First, racism, xenophobia, and discrimination are fundamental determinants of health globally. The misclassification of race as a biological (rather than social) construct continues to compound health disparities. Four research papers show how discrimination leads to poorer health outcomes and quality of care. In a study of over 2 million pregnancies across 20 high-income and middle-income countries, neonatal death, stillbirth, and preterm delivery were more likely among babies born to Black, Hispanic, and south Asian women. Another shows how theft of land and destruction of traditional practices of Indigenous Brazilians are associated with adverse cardiometabolic outcomes. Among people diagnosed with brain tumours in the USA, Black patients were more likely to have recommendations against surgical resection, regardless of clinical, demographic, and socioeconomic factors, suggesting bias in clinical decision making. In Australia, everyday discrimination contributes to half the burden of psychological distress experienced by Aboriginal and Torres Strait Islander peoples. The logical conclusion is that racism and discrimination must be central concerns—for practitioners, researchers, and institutions—to advance health equity.

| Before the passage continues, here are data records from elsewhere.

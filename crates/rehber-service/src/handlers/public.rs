//! Mobile app handlers. No authentication.

use std::sync::Arc;

use axum::body::Bytes;
use axum::extract::State;
use axum::Json;
use chrono::{DateTime, Utc};
use serde::{Deserialize, Serialize};

use rehber_core::{
    seed, AppSettings, DeviceFilter, DeviceRegistration, DeviceUpsert, NostalgiaPhoto,
    UpdateNote, UsageEvent,
};

use super::{json_body, or_fallback};
use crate::error::ApiError;
use crate::state::AppState;

/// Maximum update notes returned to the app.
pub const PUBLIC_UPDATE_NOTES_CAP: usize = 10;

/// App status as seen by the client.
#[derive(Debug, Serialize)]
#[serde(rename_all = "camelCase")]
pub struct AppStatusResponse {
    /// `active` or `maintenance`.
    pub status: String,
    /// Whether to show the maintenance screen.
    pub maintenance: bool,
    /// Maintenance text, empty unless in maintenance.
    pub maintenance_message: String,
    /// Oldest supported app version.
    pub min_version: String,
    /// Message shown when an update is forced.
    pub force_update_message: String,
}

impl From<AppSettings> for AppStatusResponse {
    fn from(settings: AppSettings) -> Self {
        let maintenance = settings.is_maintenance();
        Self {
            status: settings.app_status,
            maintenance,
            maintenance_message: if maintenance {
                settings.maintenance_message
            } else {
                String::new()
            },
            min_version: settings.min_version,
            force_update_message: settings.force_update_message,
        }
    }
}

/// Current app status.
pub async fn app_status(State(state): State<Arc<AppState>>) -> Json<AppStatusResponse> {
    let result = state.store.get_settings().await;
    Json(or_fallback(&state, "settings", result, AppSettings::default).into())
}

/// Latest update notes.
pub async fn update_notes(State(state): State<Arc<AppState>>) -> Json<Vec<UpdateNote>> {
    let result = state
        .store
        .list_update_notes(Some(PUBLIC_UPDATE_NOTES_CAP))
        .await;
    let notes = or_fallback(&state, "update_notes", result, seed::fallback_update_notes);
    tracing::debug!(count = notes.len(), "Served update notes");
    Json(notes)
}

/// All nostalgia photos.
pub async fn nostalgia_photos(State(state): State<Arc<AppState>>) -> Json<Vec<NostalgiaPhoto>> {
    let result = state.store.list_photos(None).await;
    let photos = or_fallback(&state, "photos", result, seed::fallback_photos);
    tracing::debug!(count = photos.len(), "Served nostalgia photos");
    Json(photos)
}

/// Device registration request.
#[derive(Debug, Default, Deserialize)]
#[serde(rename_all = "camelCase")]
pub struct RegisterRequest {
    /// Client-chosen device id.
    pub user_id: Option<String>,
    /// Push token.
    pub token: Option<String>,
    /// App version.
    pub app_version: Option<String>,
    /// Client platform.
    pub platform: Option<String>,
    /// Display name.
    pub username: Option<String>,
}

/// Device registration result.
#[derive(Debug, Serialize)]
#[serde(untagged)]
pub enum RegisterResponse {
    /// The device was stored.
    #[serde(rename_all = "camelCase")]
    Registered {
        /// Always true.
        success: bool,
        /// Confirmation text.
        message: &'static str,
        /// Registered devices after this call.
        total_users: u64,
        /// The stored registration.
        device: DeviceRegistration,
    },
    /// The store rejected the write.
    Failed {
        /// Always false.
        success: bool,
        /// Error text.
        error: &'static str,
    },
}

/// Create or refresh a device registration.
///
/// A store failure is reported in the body with `success: false`, not as an
/// HTTP error.
pub async fn register_device(
    State(state): State<Arc<AppState>>,
    body: Bytes,
) -> Result<Json<RegisterResponse>, ApiError> {
    let req: RegisterRequest = json_body(&body)?;
    let upsert = DeviceUpsert::new(
        req.user_id,
        req.token,
        req.app_version,
        req.platform,
        req.username,
    )
    .map_err(|_| ApiError::BadRequest("Kullanıcı ID gerekli".into()))?;

    let device = match state.store.upsert_device(upsert).await {
        Ok(device) => device,
        Err(e) => {
            tracing::error!(error = %e, "Failed to register device");
            return Ok(Json(RegisterResponse::Failed {
                success: false,
                error: "Token kaydedilemedi",
            }));
        }
    };

    let total_users = or_fallback(
        &state,
        "total_users",
        state.store.count_devices(DeviceFilter::All).await,
        || 0,
    );

    tracing::info!(device_id = %device.id, total_users, "Device registered");

    Ok(Json(RegisterResponse::Registered {
        success: true,
        message: "Token kaydedildi",
        total_users,
        device,
    }))
}

/// Usage ping request.
#[derive(Debug, Default, Deserialize)]
#[serde(rename_all = "camelCase")]
pub struct UsageRequest {
    /// Device id.
    pub user_id: Option<String>,
    /// Action name.
    pub action: Option<String>,
    /// Client timestamp: RFC 3339 string or epoch milliseconds.
    pub timestamp: Option<serde_json::Value>,
    /// App version.
    pub app_version: Option<String>,
    /// Client platform.
    pub platform: Option<String>,
}

/// Always-successful response.
#[derive(Debug, Serialize)]
pub struct AckResponse {
    /// Always true.
    pub success: bool,
}

/// Record a usage ping. Always succeeds; failures are only logged and counted.
pub async fn submit_usage(
    State(state): State<Arc<AppState>>,
    body: Bytes,
) -> Json<AckResponse> {
    let req = match json_body::<UsageRequest>(&body) {
        Ok(req) => req,
        Err(e) => {
            state.failures.record_usage_event();
            tracing::warn!(error = %e, "Dropped malformed usage event");
            return Json(AckResponse { success: true });
        }
    };

    let event = UsageEvent {
        user_id: req.user_id,
        action: req.action,
        timestamp: req.timestamp.as_ref().and_then(parse_timestamp),
        app_version: req.app_version,
        platform: req.platform,
        received_at: Utc::now(),
    };

    if let Err(e) = state.store.record_usage(event).await {
        state.failures.record_usage_event();
        tracing::warn!(error = %e, "Failed to record usage event");
    }

    Json(AckResponse { success: true })
}

/// Parse a client timestamp given as RFC 3339 text or epoch milliseconds.
fn parse_timestamp(value: &serde_json::Value) -> Option<DateTime<Utc>> {
    match value {
        serde_json::Value::String(s) => DateTime::parse_from_rfc3339(s)
            .ok()
            .map(|t| t.with_timezone(&Utc)),
        serde_json::Value::Number(n) => n.as_i64().and_then(DateTime::from_timestamp_millis),
        _ => None,
    }
}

This issue also shows how systems intersect to perpetuate inequities. Racism converges with systems of oppression, including those based on age, gender, and socioeconomic status, to exacerbate or mitigate experiences of discrimination. The core problem is an inequality in power, historically rooted but still operating today. It shapes environments and opportunities. Specific recommendations for health include increasing cultural safety and diversity in the health-care workforce; co-designing with affected communities health-care systems that are more flexible, accessible, and welcoming; and strengthening Indigenous self-determination and land rights. A four-paper Series shows that social equity can be promoted best through interventions that target structures and systems, particularly through radical rights-based legal and political measures, led by affected communities. These are important lessons for health care, education, research, funding bodies, and government.

This report tries to quantify the material harm done by racism, and crucially draws attention to the fact that race is a social construct, and that pretending otherwise is itself harmful. It’s good to see research like this being done, and it’s good to see it being published in The Lancet. For all its mistakes, the journal is still well-respected, and I find it encouraging to see such a publication talking about the importance of self-determination, radical measures, and efforts led by affected communities.

As ever, this knowledge means little by itself. We already knew, beyond any shadow of a doubt, that racism, prejudice, and the infrastructure of white supremacy do ongoing harm, and that knowledge has not helped us stop it. What does make a difference is when people band together and use their collective power to demand change, or better yet to start making that change themselves. This is yet another example of justice delayed being justice denied. The way the British royal family clings to its stolen jewels may be the most glaring example of this, but the reality is that while the rich and powerful may be pay lip service to notions like justice and equality, they will do everything they can to obstruct both. Whether it was the broken promises to former slaves, the broken treaties with Native tribes, or the punitive debt imposed on newly “independent” colonies, justice has never been served, and that has compounded the harm, and re-inflicted the wounds on generation after generation. Do not trust to fairy tales about history having a moral arc – this will not stop unless we make it stop.